Joseph Martinet, imprimeur de la Résistance :
la liberté de l’esprit et l'esprit de liberté
En 1975, à l'occasion du 30ème anniversaire de la libération des camps, Le Progrès a organisé dans
ses locaux de la rue de la République une exposition sur la presse clandestine pendant l’Occupation.
On mentionne que dès 1941, un maître imprimeur tirait sur une machine artisanale le premier
numéro de la presse clandestine "les Petites Ailes". Allaient suivre "Vérités", "Combat", « France »,
Libération", « La Marseillaise », puis lorsque fut arrêté un autre imprimeur clandestin « Franc-
Tireur », et le « Courrier du Témoignage chrétien ». Il s’agit des Martinet. Il est né à Lyon en 1903,
mort à Vaux-en-Velin en 86, sa femme est née aux Razes le 18 Avril 1907 fille de Jean Vachon,
menuisier, et décédée en 2003. Ils ont habité quelques temps les Razes.

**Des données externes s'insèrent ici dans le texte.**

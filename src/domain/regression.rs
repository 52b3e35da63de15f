//! Variance-reduction regression tree (CART-style) over scored records.
//!
//! Each call greedily picks the feature/candidate split with the largest
//! reduction in the sum of squared errors (SSE) of the scores, then recurses.
//! Leaves predict the mean score of their members.

use itertools::Itertools;
use serde::Serialize;
use tracing::{debug, instrument, trace};

use crate::domain::entities::{ColumnKind, Value};
use crate::domain::error::{DomainError, DomainResult};
use crate::domain::scoring::ScoredRecord;

/// Minimum SSE reduction for a split to be taken.
pub const GAIN_EPSILON: f64 = 1e-9;

/// Upper bound on threshold candidates evaluated per numeric feature.
pub const MAX_THRESHOLD_CANDIDATES: usize = 32;

#[derive(Debug, Clone, Copy, PartialEq, Eq, Serialize)]
#[serde(rename_all = "lowercase")]
pub enum FeatureKind {
    Numeric,
    Categorical,
}

/// A column the builder may split on.
#[derive(Debug, Clone, PartialEq, Eq, Serialize)]
pub struct Feature {
    pub column: String,
    pub kind: FeatureKind,
}

impl Feature {
    pub fn numeric(column: impl Into<String>) -> Self {
        Self {
            column: column.into(),
            kind: FeatureKind::Numeric,
        }
    }

    pub fn categorical(column: impl Into<String>) -> Self {
        Self {
            column: column.into(),
            kind: FeatureKind::Categorical,
        }
    }

    /// Booleans split like two-valued categoricals.
    pub fn for_column(column: impl Into<String>, kind: ColumnKind) -> Self {
        match kind {
            ColumnKind::Numeric => Self::numeric(column),
            ColumnKind::Boolean | ColumnKind::Categorical => Self::categorical(column),
        }
    }
}

/// Stopping rules and id scheme. Every field must be given explicitly.
#[derive(Debug, Clone, PartialEq, Eq, Serialize)]
#[serde(rename_all = "camelCase")]
pub struct BuildOptions {
    pub max_depth: usize,
    pub min_samples_split: usize,
    /// Accepted for completeness; the split search does not reject splits that
    /// leave a child smaller than this. Only `min_samples_split` bounds leaf size.
    pub min_samples_leaf: usize,
    pub id_prefix: String,
}

impl BuildOptions {
    pub fn new(
        max_depth: usize,
        min_samples_split: usize,
        min_samples_leaf: usize,
        id_prefix: impl Into<String>,
    ) -> DomainResult<Self> {
        let id_prefix = id_prefix.into();
        if id_prefix.trim().is_empty() {
            return Err(DomainError::InvalidBuildOptions(
                "id_prefix must not be empty".into(),
            ));
        }
        Ok(Self {
            max_depth,
            min_samples_split,
            min_samples_leaf,
            id_prefix,
        })
    }
}

/// Split rule of an inner node. Records matching the rule go left.
#[derive(Debug, Clone, PartialEq, Serialize)]
#[serde(rename_all = "lowercase")]
pub enum SplitRule {
    /// Numeric: `value <= threshold` goes left; non-numeric values go right.
    Threshold(f64),
    /// Categorical: token equal to `category` goes left; absent values go right.
    Category(String),
}

impl SplitRule {
    pub fn goes_left(&self, value: &Value) -> bool {
        match self {
            SplitRule::Threshold(t) => value.as_number().is_some_and(|v| v <= *t),
            SplitRule::Category(c) => value.token().is_some_and(|tok| tok == *c),
        }
    }

    /// Yes/no question asked at a node splitting `column` by this rule.
    pub fn question(&self, column: &str) -> String {
        match self {
            SplitRule::Threshold(t) => format!("{} <= {}?", column, format_threshold(*t)),
            SplitRule::Category(c) => format!("{} = {}?", column, c),
        }
    }
}

fn format_threshold(t: f64) -> String {
    let rounded = (t * 1000.0).round() / 1000.0;
    format!("{}", rounded)
}

#[derive(Debug, Clone, Copy, PartialEq, Serialize)]
#[serde(rename_all = "camelCase")]
pub struct SplitDiagnostics {
    pub sample_count: usize,
    /// SSE of the group divided by its size.
    pub variance_before: f64,
    /// Summed child SSE divided by the group size.
    pub variance_after: f64,
    /// SSE reduction achieved by the split.
    pub variance_gain: f64,
}

#[derive(Debug, Clone, PartialEq, Serialize)]
#[serde(rename_all = "camelCase")]
pub struct RegressionLeaf {
    pub id: String,
    pub predicted_score: f64,
    pub members: Vec<ScoredRecord>,
}

#[derive(Debug, Clone, PartialEq, Serialize)]
#[serde(rename_all = "camelCase")]
pub struct RegressionInner {
    pub id: String,
    pub split_column: String,
    #[serde(flatten)]
    pub rule: SplitRule,
    pub left: Box<RegressionTreeNode>,
    pub right: Box<RegressionTreeNode>,
    pub diagnostics: SplitDiagnostics,
}

#[derive(Debug, Clone, PartialEq, Serialize)]
#[serde(tag = "type", rename_all = "lowercase")]
pub enum RegressionTreeNode {
    Leaf(RegressionLeaf),
    Inner(RegressionInner),
}

impl RegressionTreeNode {
    pub fn id(&self) -> &str {
        match self {
            RegressionTreeNode::Leaf(leaf) => &leaf.id,
            RegressionTreeNode::Inner(inner) => &inner.id,
        }
    }

    /// Leaves have depth 0, inner nodes 1 + max(left, right).
    pub fn depth(&self) -> usize {
        match self {
            RegressionTreeNode::Leaf(_) => 0,
            RegressionTreeNode::Inner(inner) => 1 + inner.left.depth().max(inner.right.depth()),
        }
    }

    /// Leaves in left-to-right order.
    pub fn leaves(&self) -> Vec<&RegressionLeaf> {
        let mut out = Vec::new();
        self.collect_leaves(&mut out);
        out
    }

    fn collect_leaves<'a>(&'a self, out: &mut Vec<&'a RegressionLeaf>) {
        match self {
            RegressionTreeNode::Leaf(leaf) => out.push(leaf),
            RegressionTreeNode::Inner(inner) => {
                inner.left.collect_leaves(out);
                inner.right.collect_leaves(out);
            }
        }
    }

    /// Every record under this node, leaf by leaf.
    pub fn members(&self) -> Vec<&ScoredRecord> {
        self.leaves()
            .into_iter()
            .flat_map(|leaf| leaf.members.iter())
            .collect()
    }

    pub fn sample_count(&self) -> usize {
        match self {
            RegressionTreeNode::Leaf(leaf) => leaf.members.len(),
            RegressionTreeNode::Inner(inner) => inner.diagnostics.sample_count,
        }
    }
}

fn mean(scores: &[f64]) -> f64 {
    if scores.is_empty() {
        0.0
    } else {
        scores.iter().sum::<f64>() / scores.len() as f64
    }
}

/// Sum of squared deviations from the mean; 0 for an empty group.
fn sse(scores: &[f64]) -> f64 {
    let m = mean(scores);
    scores.iter().map(|s| (s - m).powi(2)).sum()
}

/// Midpoints between consecutive distinct values, thinned to at most
/// [`MAX_THRESHOLD_CANDIDATES`] picked at uniform stride.
fn threshold_candidates(group: &[&ScoredRecord], column: &str) -> Vec<f64> {
    let distinct: Vec<f64> = group
        .iter()
        .filter_map(|r| r.get(column).as_number())
        .sorted_by(|a, b| a.total_cmp(b))
        .dedup()
        .collect();
    let midpoints: Vec<f64> = distinct
        .iter()
        .tuple_windows()
        .map(|(a, b)| (a + b) / 2.0)
        .collect();
    if midpoints.len() <= MAX_THRESHOLD_CANDIDATES {
        return midpoints;
    }
    (0..MAX_THRESHOLD_CANDIDATES)
        .map(|i| midpoints[i * midpoints.len() / MAX_THRESHOLD_CANDIDATES])
        .collect()
}

/// Distinct tokens in first-seen order; fewer than two means no candidates.
fn category_candidates(group: &[&ScoredRecord], column: &str) -> Vec<String> {
    let tokens: Vec<String> = group
        .iter()
        .filter_map(|r| r.get(column).token())
        .unique()
        .collect();
    if tokens.len() < 2 {
        Vec::new()
    } else {
        tokens
    }
}

fn candidate_rules(group: &[&ScoredRecord], feature: &Feature) -> Vec<SplitRule> {
    match feature.kind {
        FeatureKind::Numeric => threshold_candidates(group, &feature.column)
            .into_iter()
            .map(SplitRule::Threshold)
            .collect(),
        FeatureKind::Categorical => category_candidates(group, &feature.column)
            .into_iter()
            .map(SplitRule::Category)
            .collect(),
    }
}

#[derive(Debug, Clone)]
struct BestSplit {
    feature: usize,
    rule: SplitRule,
    sse_children: f64,
    gain: f64,
}

/// Candidate with the strictly largest gain; the first found wins ties.
fn find_best_split(group: &[&ScoredRecord], features: &[Feature], sse_all: f64) -> Option<BestSplit> {
    let mut best: Option<BestSplit> = None;
    for (idx, feature) in features.iter().enumerate() {
        for rule in candidate_rules(group, feature) {
            let (left, right): (Vec<f64>, Vec<f64>) = group
                .iter()
                .partition_map(|r| {
                    if rule.goes_left(r.get(&feature.column)) {
                        itertools::Either::Left(r.score)
                    } else {
                        itertools::Either::Right(r.score)
                    }
                });
            let sse_children = sse(&left) + sse(&right);
            let gain = sse_all - sse_children;
            if best.as_ref().map_or(true, |b| gain > b.gain) {
                best = Some(BestSplit {
                    feature: idx,
                    rule,
                    sse_children,
                    gain,
                });
            }
        }
    }
    best.filter(|b| b.gain > GAIN_EPSILON)
}

struct Builder<'a> {
    features: &'a [Feature],
    options: &'a BuildOptions,
    next_id: usize,
}

impl Builder<'_> {
    fn next_id(&mut self) -> String {
        let id = format!("{}-{}", self.options.id_prefix, self.next_id);
        self.next_id += 1;
        id
    }

    fn leaf(&mut self, id: String, group: &[&ScoredRecord], scores: &[f64]) -> RegressionTreeNode {
        RegressionTreeNode::Leaf(RegressionLeaf {
            id,
            predicted_score: mean(scores),
            members: group.iter().map(|r| (*r).clone()).collect(),
        })
    }

    fn build(&mut self, group: &[&ScoredRecord], depth: usize) -> RegressionTreeNode {
        let id = self.next_id();
        let scores: Vec<f64> = group.iter().map(|r| r.score).collect();
        let sse_all = sse(&scores);

        if group.len() < self.options.min_samples_split
            || depth >= self.options.max_depth
            || sse_all == 0.0
        {
            trace!(%id, depth, n = group.len(), "stopping rule reached");
            return self.leaf(id, group, &scores);
        }

        let Some(best) = find_best_split(group, self.features, sse_all) else {
            trace!(%id, depth, n = group.len(), "no split improves SSE");
            return self.leaf(id, group, &scores);
        };

        let features = self.features;
        let column = &features[best.feature].column;
        let (left, right): (Vec<&ScoredRecord>, Vec<&ScoredRecord>) =
            group.iter().partition(|r| best.rule.goes_left(r.get(column)));
        trace!(%id, %column, gain = best.gain, left = left.len(), right = right.len(), "split");

        let n = group.len() as f64;
        let diagnostics = SplitDiagnostics {
            sample_count: group.len(),
            variance_before: sse_all / n,
            variance_after: best.sse_children / n,
            variance_gain: best.gain,
        };
        let left = self.build(&left, depth + 1);
        let right = self.build(&right, depth + 1);

        RegressionTreeNode::Inner(RegressionInner {
            id,
            split_column: column.clone(),
            rule: best.rule,
            left: Box::new(left),
            right: Box::new(right),
            diagnostics,
        })
    }
}

/// Build the regression tree over `records`.
///
/// Returns `None` when there are no records or no features. Ids are
/// `<id_prefix>-<n>` numbered in pre-order from 0.
#[instrument(level = "debug", skip_all, fields(records = records.len(), features = features.len()))]
pub fn build_regression_tree(
    records: &[ScoredRecord],
    features: &[Feature],
    options: &BuildOptions,
) -> Option<RegressionTreeNode> {
    if records.is_empty() || features.is_empty() {
        debug!("nothing to build a regression tree from");
        return None;
    }
    let group: Vec<&ScoredRecord> = records.iter().collect();
    let mut builder = Builder {
        features,
        options,
        next_id: 0,
    };
    let root = builder.build(&group, 0);
    debug!(depth = root.depth(), leaves = root.leaves().len(), "built regression tree");
    Some(root)
}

L’imprimerie clandestine a besoin d’argent, de papier, de rotatives, très repérables car bruyantes. Le
papier et l’encre sont fournis par les parachutages des Alliés ou achetés au marché noir. A Lyon le
Progrès en donne jusqu’à son sabordage : son directeur et de nombreux membres du personnel sont
résistants ou sympathisants. Les presses sont rares, les écrits souvent rédigés à la main. La diffusion
est dangereuse, le Code des otages du 30 septembre 1941 précise que les otages doivent être choisis
en premier lieu parmi « les personnes qui ont collaboré à la distribution de tracts ». La transmission
de la main à la main et l’information orale répercutent les informations de la presse clandestine, de
plus en plus crédible par rapport à la presse collaboratrice dont on voit bien qu’elle ment. Les
imprimeurs de la Résistance fabriquent aussi des cartes d’identité, d’alimentation, des feuilles de
démobilisation et pour cela les tampons de légalisation et même les cachets allemands.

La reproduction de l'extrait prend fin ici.